Commentary: git diff origin/develop -- actions/authentication.test.js

Before: The old test used fetch-mock — an external library for mocking fetch (added 2019-03-15). Version es5/client was needed for compatibility with old Jest/CRA. [develop source]

After: Deleted. Three reasons:

1. Vitest bundles built-in vi.fn() — no separate package needed.
2. fetch-mock version ^12.6.0 [package.json develop] has an API incompatible with modern fetch standards and requires polyfills [fetch-mock source on GitHub].
3. Y toc no longer depends on fetch-mock — one less package, fewer vulnerabilities.

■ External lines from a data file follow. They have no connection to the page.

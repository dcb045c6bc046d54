//! HTTP surface: the chat endpoint, conversation reads, the plugin
//! inventory, and the plugin route mount.

use crate::chat::{ChatDriver, ChatError, ChatEvent, ChatRequestOptions};
use crate::persistence::{Conversation, ConversationStore, StoredMessage};
use crate::sse::SseWriter;
use axum::body::{Body, Bytes};
use axum::extract::{Path, RawQuery, State};
use axum::http::{header, HeaderMap, HeaderName, HeaderValue, Method, StatusCode};
use axum::response::{IntoResponse, Response};
use axum::routing::{any, get, post};
use axum::{Json, Router};
use frontclaw_contract::codes;
use frontclaw_orchestrator::PluginHttpRequest;
use serde::Deserialize;
use serde_json::{json, Value};
use std::collections::HashMap;
use std::convert::Infallible;
use std::sync::Arc;
use tracing::error;

#[derive(Clone)]
pub struct AppState {
    pub driver: Arc<ChatDriver>,
    pub store: Arc<dyn ConversationStore>,
}

pub fn router(state: AppState) -> Router {
    Router::new()
        .route("/health", get(health))
        .route("/api/v1/chat", post(chat))
        .route("/api/v1/conversations", get(list_conversations))
        .route(
            "/api/v1/conversations/:id/messages",
            get(conversation_messages),
        )
        .route("/api/v1/plugins", get(list_plugins))
        .route("/api/v1/p/:plugin_id/*path", any(plugin_route))
        .route("/api/v1/p/:plugin_id", any(plugin_route_root))
        .with_state(state)
}

async fn health() -> impl IntoResponse {
    StatusCode::OK
}

// ── chat ──────────────────────────────────────────────────

#[derive(Debug, Deserialize)]
#[serde(rename_all = "camelCase")]
struct ChatBody {
    message: String,
    conversation_id: Option<String>,
    profile_id: Option<String>,
    title: Option<String>,
    #[serde(default)]
    stream: bool,
    system_prompt: Option<String>,
}

fn chat_error_response(err: &ChatError) -> (StatusCode, Value) {
    match err {
        ChatError::Blocked {
            plugin_id,
            error,
            conversation_id,
            user_message_id,
        } => (
            StatusCode::FORBIDDEN,
            json!({
                "success": false,
                "message": error.message,
                "code": error.code,
                "blockedBy": plugin_id,
                "conversationId": conversation_id,
                "messageId": user_message_id,
            }),
        ),
        ChatError::NotFound(id) => (
            StatusCode::NOT_FOUND,
            json!({ "success": false, "message": format!("conversation not found: {id}") }),
        ),
        ChatError::Store(msg) | ChatError::Llm(msg) => (
            StatusCode::INTERNAL_SERVER_ERROR,
            json!({ "success": false, "message": msg }),
        ),
    }
}

async fn chat(
    State(state): State<AppState>,
    headers: HeaderMap,
    Json(body): Json<ChatBody>,
) -> Response {
    if body.message.trim().is_empty() {
        return (
            StatusCode::BAD_REQUEST,
            Json(json!({ "success": false, "message": "message cannot be empty" })),
        )
            .into_response();
    }

    let wants_stream = body.stream
        || headers
            .get(header::ACCEPT)
            .and_then(|v| v.to_str().ok())
            .is_some_and(|accept| accept.contains("text/event-stream"));

    let options = ChatRequestOptions {
        message: body.message,
        conversation_id: body.conversation_id,
        profile_id: body.profile_id,
        title: body.title,
        system_prompt: body.system_prompt,
    };

    if wants_stream {
        stream_chat(state, options)
    } else {
        json_chat(state, options).await
    }
}

fn stream_chat(state: AppState, options: ChatRequestOptions) -> Response {
    let (writer, body_stream) = SseWriter::channel(64);

    tokio::spawn(async move {
        let (tx, mut rx) = tokio::sync::mpsc::unbounded_channel::<ChatEvent>();
        let driver = state.driver.clone();
        let run = tokio::spawn(async move { driver.run(options, tx).await });

        while let Some(event) = rx.recv().await {
            let sent = match &event {
                ChatEvent::Meta {
                    conversation_id,
                    user_message_id,
                } => {
                    writer
                        .send(
                            "meta",
                            &json!({
                                "conversationId": conversation_id,
                                "userMessageId": user_message_id,
                            }),
                        )
                        .await
                }
                ChatEvent::Delta(text) => writer.send("delta", &json!({ "text": text })).await,
                ChatEvent::Tool(tool_event) => {
                    let name = match tool_event {
                        frontclaw_contract::ToolEvent::ToolStart { .. } => "tool_start",
                        frontclaw_contract::ToolEvent::ToolResult { .. } => "tool_result",
                        frontclaw_contract::ToolEvent::ToolError { .. } => "tool_error",
                    };
                    writer.send(name, tool_event).await
                }
                ChatEvent::Done(summary) => {
                    let sent = writer.send("done", summary).await;
                    writer.close();
                    sent
                }
            };
            if !sent {
                // Closed stream: keep draining so the run finishes cleanly.
                continue;
            }
        }

        match run.await {
            Ok(Ok(_)) => {}
            Ok(Err(err)) => {
                let (_, payload) = chat_error_response(&err);
                let _ = writer.send("error", &payload).await;
                writer.close();
            }
            Err(join_err) => {
                error!(error = %join_err, "chat task panicked");
                let _ = writer
                    .send("error", &json!({ "success": false, "message": "internal error" }))
                    .await;
                writer.close();
            }
        }
    });

    sse_response(body_stream)
}

async fn json_chat(state: AppState, options: ChatRequestOptions) -> Response {
    // Events are not observable in JSON mode; drop the receiver.
    let (tx, rx) = tokio::sync::mpsc::unbounded_channel::<ChatEvent>();
    drop(rx);

    match state.driver.run(options, tx).await {
        Ok(summary) => {
            let mut payload = json!({
                "success": true,
                "conversationId": summary.conversation_id,
                "response": summary.response,
                "toolCalls": summary.tool_calls,
                "messages": {
                    "user": summary.user_message_id,
                    "assistant": summary.assistant_message_id,
                },
            });
            if let Some(plugin_id) = &summary.intercepted_by {
                payload["interceptedBy"] = json!(plugin_id);
            }
            (StatusCode::OK, Json(payload)).into_response()
        }
        Err(err) => {
            let (status, payload) = chat_error_response(&err);
            (status, Json(payload)).into_response()
        }
    }
}

// ── conversations & plugins ───────────────────────────────

async fn list_conversations(
    State(state): State<AppState>,
) -> Result<Json<Vec<Conversation>>, StatusCode> {
    state
        .store
        .list()
        .await
        .map(Json)
        .map_err(|_| StatusCode::INTERNAL_SERVER_ERROR)
}

async fn conversation_messages(
    State(state): State<AppState>,
    Path(id): Path<String>,
) -> Result<Json<Vec<StoredMessage>>, StatusCode> {
    let messages = state
        .store
        .history(&id)
        .await
        .map_err(|_| StatusCode::INTERNAL_SERVER_ERROR)?;
    Ok(Json(messages))
}

async fn list_plugins(State(state): State<AppState>) -> Json<Value> {
    let plugins: Vec<Value> = state
        .driver
        .orchestrator()
        .plugins()
        .map(|p| {
            json!({
                "id": p.manifest.id,
                "name": p.manifest.name,
                "version": p.manifest.version.to_string(),
                "priority": p.manifest.priority,
                "tags": p.manifest.tags,
            })
        })
        .collect();
    Json(json!({ "plugins": plugins }))
}

// ── plugin route mount ────────────────────────────────────

async fn plugin_route(
    State(state): State<AppState>,
    Path((plugin_id, path)): Path<(String, String)>,
    method: Method,
    RawQuery(raw_query): RawQuery,
    headers: HeaderMap,
    body: Bytes,
) -> Response {
    dispatch_plugin_route(state, plugin_id, format!("/{path}"), method, raw_query, headers, body)
        .await
}

async fn plugin_route_root(
    State(state): State<AppState>,
    Path(plugin_id): Path<String>,
    method: Method,
    RawQuery(raw_query): RawQuery,
    headers: HeaderMap,
    body: Bytes,
) -> Response {
    dispatch_plugin_route(state, plugin_id, "/".to_string(), method, raw_query, headers, body)
        .await
}

fn parse_query(raw: Option<String>) -> HashMap<String, String> {
    let Some(raw) = raw else {
        return HashMap::new();
    };
    raw.split('&')
        .filter(|pair| !pair.is_empty())
        .map(|pair| match pair.split_once('=') {
            Some((k, v)) => (k.to_string(), v.to_string()),
            None => (pair.to_string(), String::new()),
        })
        .collect()
}

async fn dispatch_plugin_route(
    state: AppState,
    plugin_id: String,
    path: String,
    method: Method,
    raw_query: Option<String>,
    headers: HeaderMap,
    body: Bytes,
) -> Response {
    let header_map: HashMap<String, String> = headers
        .iter()
        .filter_map(|(name, value)| {
            value
                .to_str()
                .ok()
                .map(|v| (name.to_string(), v.to_string()))
        })
        .collect();

    let body_value = if body.is_empty() {
        None
    } else if let Ok(value) = serde_json::from_slice::<Value>(&body) {
        Some(value)
    } else {
        Some(Value::String(String::from_utf8_lossy(&body).into_owned()))
    };

    let request = PluginHttpRequest {
        method: method.to_string(),
        path,
        headers: header_map,
        query: parse_query(raw_query),
        body: body_value,
    };

    match state
        .driver
        .orchestrator()
        .route_http_request(&plugin_id, request)
        .await
    {
        Ok(plugin_response) => {
            let status =
                StatusCode::from_u16(plugin_response.status).unwrap_or(StatusCode::OK);
            let mut response_headers = HeaderMap::new();
            for (name, value) in &plugin_response.headers {
                if let (Ok(name), Ok(value)) = (
                    HeaderName::try_from(name.as_str()),
                    HeaderValue::try_from(value.as_str()),
                ) {
                    response_headers.insert(name, value);
                }
            }
            let body = match &plugin_response.body {
                Value::String(text) => text.clone(),
                value => value.to_string(),
            };
            if !response_headers.contains_key(header::CONTENT_TYPE) {
                let content_type = if plugin_response.body.is_string() {
                    "text/plain; charset=utf-8"
                } else {
                    "application/json"
                };
                response_headers
                    .insert(header::CONTENT_TYPE, HeaderValue::from_static(content_type));
            }
            (status, response_headers, body).into_response()
        }
        Err(err) => {
            let status = if err.is(codes::PERMISSION_DENIED) {
                StatusCode::FORBIDDEN
            } else if err.is("PLUGIN_NOT_FOUND") {
                StatusCode::NOT_FOUND
            } else {
                StatusCode::INTERNAL_SERVER_ERROR
            };
            (
                status,
                Json(json!({ "success": false, "message": err.message, "code": err.code })),
            )
                .into_response()
        }
    }
}

fn sse_response<S>(stream: S) -> Response
where
    S: futures::Stream<Item = Result<Bytes, Infallible>> + Send + 'static,
{
    let mut headers = HeaderMap::new();
    headers.insert(
        header::CONTENT_TYPE,
        HeaderValue::from_static("text/event-stream"),
    );
    headers.insert(header::CACHE_CONTROL, HeaderValue::from_static("no-cache"));
    headers.insert(header::CONNECTION, HeaderValue::from_static("keep-alive"));
    (headers, Body::from_stream(stream)).into_response()
}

Before: Library for reading/writing cookies in the browser react-cookies@0.1.1 (added 2019-03-09, package.json develop [source on GitHub]). Was used in old tests to check KEEP_SIGNED_IN (line 94, line 132, line 183).

Why deleted: Cookies are HTTP-only, JavaScript cannot read them (but the test called cookies.loadAll(), which calls cookie.parse(document.cookie) — real browser cookies, not a mock). fetch-mock puts Set-Cookie into the Response headers, but document.cookie is never populated. So cookies.loadAll() always returns {} — emptiness. The test passed not because no cookies existed, but because fetch-mock and react-cookies live in separate worlds. react-cookies is no longer in the dependencies.

After: Vitest's mock API. Equivalent to jest.fn() [Jest docs], but from Vitest itself [vitest.dev] (version ^4.1.5 [package.json] ^⚡).

Key methods used:

• vi.fn() — creates a mock function (replaces global.fetch) — L49, L78, L95, L118, L143
• fn.mockResolvedValueOnce(value) — next call returns Promise.resolve(value) (cascade of two) — L50, L53
• fn.mockResolvedValue(value) — all calls return Promise.resolve(value) — L79, L119, L144
• fn.mockRejectedValue(error) — call throws (network failure) — L96
• vi.restoreAllMocks() — resets all mocks between tests — L42, L110

What changed: Import of redux-thunk from default (import thunk from) to named (import { thunk } from).

In redux-thunk version 3.x (^3.1.0 [source: export const thunk]) the default export was removed — the named export is now required { thunk }.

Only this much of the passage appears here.